= CareerSource Central Florida =

CareerSource Central Florida (CSCF) is Central Florida region’s workforce board, responsible for workforce planning, programs, and the labor market for five Florida counties (Lake, Orange, Osceola, Seminole and Sumter) in the United States.

== Services for the unemployed ==
CareerSource Central Florida provides employment and training to local job seekers throughout offices in Orange, Osceola, Lake, Seminole and Sumter Counties. Services include:
- Job leads, placement services, resume writing assistance, career planning and counseling, training opportunities; information on filing for unemployment, veterans programs, information on community resources and agencies and brochures on how to find (and keep) a job and related topics
- An online job bank
- Job fairs, including virtual and in-office events with area employers
- Scholarships for training, available to those who qualify when receiving public assistance or after a layoff
- Resource Rooms, with no-cost access to employment resources; these include a fax machine, a copier, telephones, computers, printers, internet access, basic Microsoft Office software, an online resume-building tool, typing software, choice assessment (a career-interest checklist), job salary comparisons, information on growing industries in Central Florida, self-paced tutorials and training in programs such as Windows, Word, Excel, PowerPoint and Outlook.

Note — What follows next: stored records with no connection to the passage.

//! PDF object parser.
//!
//! Builds [`Object`] values from the token stream produced by
//! [`lexer`](crate::lexer). Indirect references are recognized by a
//! two-token lookahead (`N G R`), and a dictionary followed by `stream`
//! becomes a stream object.

use crate::decoders::hex_value;
use crate::lexer::{is_whitespace, skip_ws, token, Token};
use crate::object::{Dict, Object, ObjectRef};
use nom::IResult;

/// Nesting limit used by [`parse_object`].
pub const DEFAULT_MAX_NESTING: usize = 256;

fn fail(input: &[u8], kind: nom::error::ErrorKind) -> nom::Err<nom::error::Error<&[u8]>> {
    nom::Err::Error(nom::error::Error::new(input, kind))
}

/// Decode the escape sequences of a literal string body.
///
/// Handles `\n \r \t \b \f \( \) \\`, octal `\ddd`, line continuations and
/// normalizes bare CR / CRLF line ends to LF.
pub fn decode_literal_string_escapes(raw: &[u8]) -> Vec<u8> {
    let mut out = Vec::with_capacity(raw.len());
    let mut i = 0;
    while i < raw.len() {
        let c = raw[i];
        if c == b'\r' {
            out.push(b'\n');
            i += if raw.get(i + 1) == Some(&b'\n') { 2 } else { 1 };
            continue;
        }
        if c != b'\\' {
            out.push(c);
            i += 1;
            continue;
        }
        i += 1;
        let Some(&next) = raw.get(i) else { break };
        match next {
            b'n' => out.push(b'\n'),
            b'r' => out.push(b'\r'),
            b't' => out.push(b'\t'),
            b'b' => out.push(0x08),
            b'f' => out.push(0x0C),
            b'0'..=b'7' => {
                let mut value: u32 = 0;
                let mut digits = 0;
                while digits < 3 && raw.get(i).is_some_and(|d| (b'0'..=b'7').contains(d)) {
                    value = value * 8 + u32::from(raw[i] - b'0');
                    i += 1;
                    digits += 1;
                }
                out.push((value & 0xFF) as u8);
                continue;
            },
            b'\r' => {
                if raw.get(i + 1) == Some(&b'\n') {
                    i += 1;
                }
            },
            b'\n' => {},
            other => out.push(other),
        }
        i += 1;
    }
    out
}

/// Decode a hex string body; whitespace is ignored, odd length padded with 0.
pub fn decode_hex(hex_bytes: &[u8]) -> Vec<u8> {
    let digits: Vec<u8> = hex_bytes.iter().filter_map(|&c| hex_value(c)).collect();
    digits
        .chunks(2)
        .map(|pair| (pair[0] << 4) | pair.get(1).copied().unwrap_or(0))
        .collect()
}

/// Parse one PDF object.
pub fn parse_object(input: &[u8]) -> IResult<&[u8], Object> {
    parse_value(input, 0, DEFAULT_MAX_NESTING)
}

/// Parse one PDF object with an explicit nesting limit.
pub fn parse_object_with_limit(input: &[u8], max_nesting: usize) -> IResult<&[u8], Object> {
    parse_value(input, 0, max_nesting)
}

fn parse_value(input: &[u8], depth: usize, max: usize) -> IResult<&[u8], Object> {
    if depth > max {
        return Err(nom::Err::Failure(nom::error::Error::new(
            input,
            nom::error::ErrorKind::TooLarge,
        )));
    }
    let (rest, tok) = token(input)?;
    match tok {
        Token::Integer(num) => {
            if let Some((after, r)) = reference_tail(rest, num) {
                return Ok((after, Object::Reference(r)));
            }
            Ok((rest, Object::Integer(num)))
        },
        Token::Real(v) => Ok((rest, Object::Real(v))),
        Token::LiteralString(raw) => Ok((rest, Object::String(decode_literal_string_escapes(raw)))),
        Token::HexString(raw) => Ok((rest, Object::String(decode_hex(raw)))),
        Token::Name(name) => Ok((rest, Object::Name(name))),
        Token::True => Ok((rest, Object::Boolean(true))),
        Token::False => Ok((rest, Object::Boolean(false))),
        Token::Null => Ok((rest, Object::Null)),
        Token::ArrayStart => parse_array_body(rest, depth, max),
        Token::DictStart => {
            let (rest, dict) = parse_dict_body(rest, depth, max)?;
            match token(rest) {
                Ok((after, Token::StreamStart)) => {
                    let (after, data) = parse_stream_data(after, &dict)?;
                    Ok((after, Object::Stream { dict, data }))
                },
                _ => Ok((rest, Object::Dictionary(dict))),
            }
        },
        _ => Err(fail(input, nom::error::ErrorKind::Alt)),
    }
}

/// `G R` following an integer that could be an object number.
fn reference_tail(input: &[u8], num: i64) -> Option<(&[u8], ObjectRef)> {
    let num = u32::try_from(num).ok()?;
    let (rest, gen) = match token(input).ok()? {
        (rest, Token::Integer(g)) => (rest, u16::try_from(g).ok()?),
        _ => return None,
    };
    match token(rest).ok()? {
        (after, Token::R) => Some((after, ObjectRef::new(num, gen))),
        _ => None,
    }
}

fn parse_array_body(mut input: &[u8], depth: usize, max: usize) -> IResult<&[u8], Object> {
    let mut items = Vec::new();
    loop {
        let trimmed = skip_ws(input);
        if trimmed.is_empty() {
            log::warn!("Array not terminated before end of data");
            return Ok((trimmed, Object::Array(items)));
        }
        if trimmed[0] == b']' {
            return Ok((&trimmed[1..], Object::Array(items)));
        }
        match parse_value(trimmed, depth + 1, max) {
            Ok((rest, obj)) => {
                items.push(obj);
                input = rest;
            },
            Err(nom::Err::Failure(e)) => return Err(nom::Err::Failure(e)),
            Err(_) => match token(trimmed)? {
                (_, Token::ObjEnd | Token::StreamStart | Token::StreamEnd) => {
                    log::warn!("Array not terminated before object end");
                    return Ok((trimmed, Object::Array(items)));
                },
                // unexpected keyword inside an array: skip it
                (rest, _) => input = rest,
            },
        }
    }
}

fn parse_dict_body(mut input: &[u8], depth: usize, max: usize) -> IResult<&[u8], Dict> {
    let mut dict = Dict::new();
    loop {
        let (rest, tok) = match token(input) {
            Ok(v) => v,
            Err(_) if skip_ws(input).is_empty() => {
                log::warn!("Dictionary not terminated before end of data");
                return Ok((skip_ws(input), dict));
            },
            Err(e) => return Err(e),
        };
        match tok {
            Token::DictEnd => return Ok((rest, dict)),
            Token::Name(key) => {
                let value_start = skip_ws(rest);
                if value_start.starts_with(b">>") {
                    // key without a value
                    dict.insert(key, Object::Null);
                    input = value_start;
                    continue;
                }
                let (rest, value) = parse_value(value_start, depth + 1, max)?;
                dict.insert(key, value);
                input = rest;
            },
            Token::ObjEnd | Token::StreamEnd => {
                log::warn!("Dictionary not terminated before object end");
                return Ok((input, dict));
            },
            _ => {
                log::warn!("Skipping non-name dictionary key");
                input = rest;
            },
        }
    }
}

/// Stream body after the `stream` keyword.
///
/// A direct `/Length` is trusted only when `endstream` follows it;
/// otherwise the data runs to the next `endstream` keyword.
fn parse_stream_data<'a>(input: &'a [u8], dict: &Dict) -> IResult<&'a [u8], bytes::Bytes> {
    let input = if input.starts_with(b"\r\n") {
        &input[2..]
    } else if input.starts_with(b"\n") || input.starts_with(b"\r") {
        &input[1..]
    } else {
        input
    };

    if let Some(length) = dict.get("Length").and_then(|o| o.as_integer()) {
        if length >= 0 && (length as usize) <= input.len() {
            let length = length as usize;
            if let Ok((rest, Token::StreamEnd)) = token(&input[length..]) {
                return Ok((rest, bytes::Bytes::copy_from_slice(&input[..length])));
            }
            log::warn!("Stream /Length {} does not end at endstream; scanning", length);
        }
    }

    let pos = find_keyword(input, b"endstream").ok_or_else(|| fail(input, nom::error::ErrorKind::Eof))?;
    let mut end = pos;
    if end > 0 && input[end - 1] == b'\n' {
        end -= 1;
    }
    if end > 0 && input[end - 1] == b'\r' {
        end -= 1;
    }
    let rest = &input[pos + b"endstream".len()..];
    Ok((rest, bytes::Bytes::copy_from_slice(&input[..end])))
}

/// Position of `keyword` in `haystack`.
pub fn find_keyword(haystack: &[u8], keyword: &[u8]) -> Option<usize> {
    haystack.windows(keyword.len()).position(|w| w == keyword)
}

/// Parse `N G obj <object> [endobj]` at the start of `input`.
pub fn parse_indirect_object(
    input: &[u8],
    max_nesting: usize,
) -> IResult<&[u8], (ObjectRef, Object)> {
    let (rest, num) = match token(input)? {
        (rest, Token::Integer(n)) if n >= 0 => (rest, n),
        _ => return Err(fail(input, nom::error::ErrorKind::Digit)),
    };
    let (rest, gen) = match token(rest)? {
        (rest, Token::Integer(g)) if (0..=65535).contains(&g) => (rest, g),
        _ => return Err(fail(input, nom::error::ErrorKind::Digit)),
    };
    let (rest, _) = match token(rest)? {
        (rest, Token::ObjStart) => (rest, ()),
        _ => return Err(fail(input, nom::error::ErrorKind::Tag)),
    };
    let id = ObjectRef::new(
        u32::try_from(num).map_err(|_| fail(input, nom::error::ErrorKind::Digit))?,
        gen as u16,
    );

    // `N G obj endobj` is an empty (null) object
    let (rest, object) = match token(rest) {
        Ok((after, Token::ObjEnd)) => return Ok((after, (id, Object::Null))),
        _ => parse_object_with_limit(rest, max_nesting)?,
    };
    let rest = match token(rest) {
        Ok((after, Token::ObjEnd)) => after,
        _ => rest,
    };
    Ok((rest, (id, object)))
}

/// True if `data[pos..]` starts a `N G obj` header for `num`.
pub fn object_header_matches(data: &[u8], pos: usize, num: u32) -> bool {
    let Some(slice) = data.get(pos..) else {
        return false;
    };
    let slice = &slice[slice.iter().take_while(|&&c| is_whitespace(c)).count()..];
    let Ok((rest, Token::Integer(n))) = token(slice) else {
        return false;
    };
    if n != i64::from(num) {
        return false;
    }
    let Ok((rest, Token::Integer(_))) = token(rest) else {
        return false;
    };
    matches!(token(rest), Ok((_, Token::ObjStart)))
}

#[cfg(test)]
mod tests {
    use super::*;

    fn parse(input: &[u8]) -> Object {
        parse_object(input).unwrap().1
    }

    #[test]
    fn test_parse_reference() {
        assert_eq!(parse(b"10 0 R"), Object::Reference(ObjectRef::new(10, 0)));
    }

    #[test]
    fn test_integers_not_reference() {
        let (rest, obj) = parse_object(b"1 0 0 RG").unwrap();
        assert_eq!(obj, Object::Integer(1));
        let (_, second) = parse_object(rest).unwrap();
        assert_eq!(second, Object::Integer(0));
    }

    #[test]
    fn test_parse_dictionary_with_nested_array() {
        let obj = parse(b"<< /Type /Page /MediaBox [0 0 612 792] /Parent 2 0 R >>");
        let dict = obj.as_dict().unwrap();
        assert_eq!(dict.get("Type").and_then(|o| o.as_name()), Some("Page"));
        assert_eq!(dict.get("MediaBox").and_then(|o| o.as_rect()), Some([0.0, 0.0, 612.0, 792.0]));
        assert_eq!(dict.get("Parent").and_then(|o| o.as_reference()), Some(ObjectRef::new(2, 0)));
    }

    #[test]
    fn test_literal_string_escapes() {
        assert_eq!(decode_literal_string_escapes(br"a\(b\)\n\101"), b"a(b)\nA");
        assert_eq!(decode_literal_string_escapes(b"line\\\ncont"), b"linecont");
    }

    #[test]
    fn test_hex_string_odd() {
        assert_eq!(parse(b"<414>"), Object::String(vec![0x41, 0x40]));
    }

    #[test]
    fn test_stream_with_direct_length() {
        let (_, obj) = parse_object(b"<< /Length 5 >>\nstream\nhello\nendstream").unwrap();
        match obj {
            Object::Stream { data, .. } => assert_eq!(&data[..], b"hello"),
            other => panic!("expected stream, got {:?}", other),
        }
    }

    #[test]
    fn test_stream_with_wrong_length_scans() {
        let (_, obj) = parse_object(b"<< /Length 99 >>\nstream\r\nabc\r\nendstream").unwrap();
        match obj {
            Object::Stream { data, .. } => assert_eq!(&data[..], b"abc"),
            other => panic!("expected stream, got {:?}", other),
        }
    }

    #[test]
    fn test_stream_with_indirect_length_scans() {
        let (_, obj) = parse_object(b"<< /Length 8 0 R >>\nstream\nxyz\nendstream").unwrap();
        match obj {
            Object::Stream { data, .. } => assert_eq!(&data[..], b"xyz"),
            other => panic!("expected stream, got {:?}", other),
        }
    }

    #[test]
    fn test_indirect_object() {
        let (_, (id, obj)) = parse_indirect_object(b"7 0 obj\n<< /A 1 >>\nendobj", 64).unwrap();
        assert_eq!(id, ObjectRef::new(7, 0));
        assert!(obj.as_dict().is_some());
    }

    #[test]
    fn test_nesting_limit() {
        let deep = "[".repeat(20) + &"]".repeat(20);
        assert!(parse_object_with_limit(deep.as_bytes(), 5).is_err());
        assert!(parse_object_with_limit(deep.as_bytes(), 50).is_ok());
    }

    #[test]
    fn test_object_header_matches() {
        let data = b"junk\n12 0 obj << >> endobj";
        assert!(object_header_matches(data, 4, 12));
        assert!(!object_header_matches(data, 4, 13));
        assert!(!object_header_matches(data, 999, 12));
    }
}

== Services for employers ==
CareerSource Central Florida also provides no-cost recruitment, retention and training for employers, including:
- Training award programs which may pay for up 50% of a company’s direct training costs (up to $100,000)
- An online job bank, where employers can post job openings and reach job-seekers across the state
- Job fairs throughout the community, online and in CareerSource Central Florida offices
- A mobile unit, a transportable HR resource for pre-employment screening, testing, training or interviewing
- A lending Library, where employers can access training and human-resources materials
- Research and labor-market information which companies may use to make business decisions (such as current occupational wages, the available labor force and salary comparisons)

== Awards ==
CareerSource North Central Florida received a $10000 prize for its work on the Green Job Pipeline Advisor Council.